PROBLEM DETAILS → Your reply should consist solely of the lines from the one containing "pub mod resize;" through the end of the data, restated word for word.

[Saved data entries]
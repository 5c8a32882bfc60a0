pub mod binary_tree;
pub(crate) mod graph;
pub mod region;
pub mod resize;
pub mod serialize;

pub use binary_tree::{BspTree, NodeId, NodeKind, Rotation, SpawnPosition, SplitSettings, Zoom};
pub use graph::{Direction, SpaceMode, Split};
pub use region::{Padding, Region, RegionType, ScreenInsets};
pub use resize::{RatioAdjustment, ResizeCorner};
pub use serialize::LayoutFileError;

/// Aspect-ratio threshold used when a pending optimal split is resolved
/// outside of insertion.
pub const DEFAULT_OPTIMAL_RATIO: f64 = 1.618;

RESULT BELOW →
pub mod resize;
pub mod serialize;

pub use binary_tree::{BspTree, NodeId, NodeKind, Rotation, SpawnPosition, SplitSettings, Zoom};
pub use graph::{Direction, SpaceMode, Split};
pub use region::{Padding, Region, RegionType, ScreenInsets};
pub use resize::{RatioAdjustment, ResizeCorner};
pub use serialize::LayoutFileError;

/// Aspect-ratio threshold used when a pending optimal split is resolved
/// outside of insertion.
pub const DEFAULT_OPTIMAL_RATIO: f64 = 1.618;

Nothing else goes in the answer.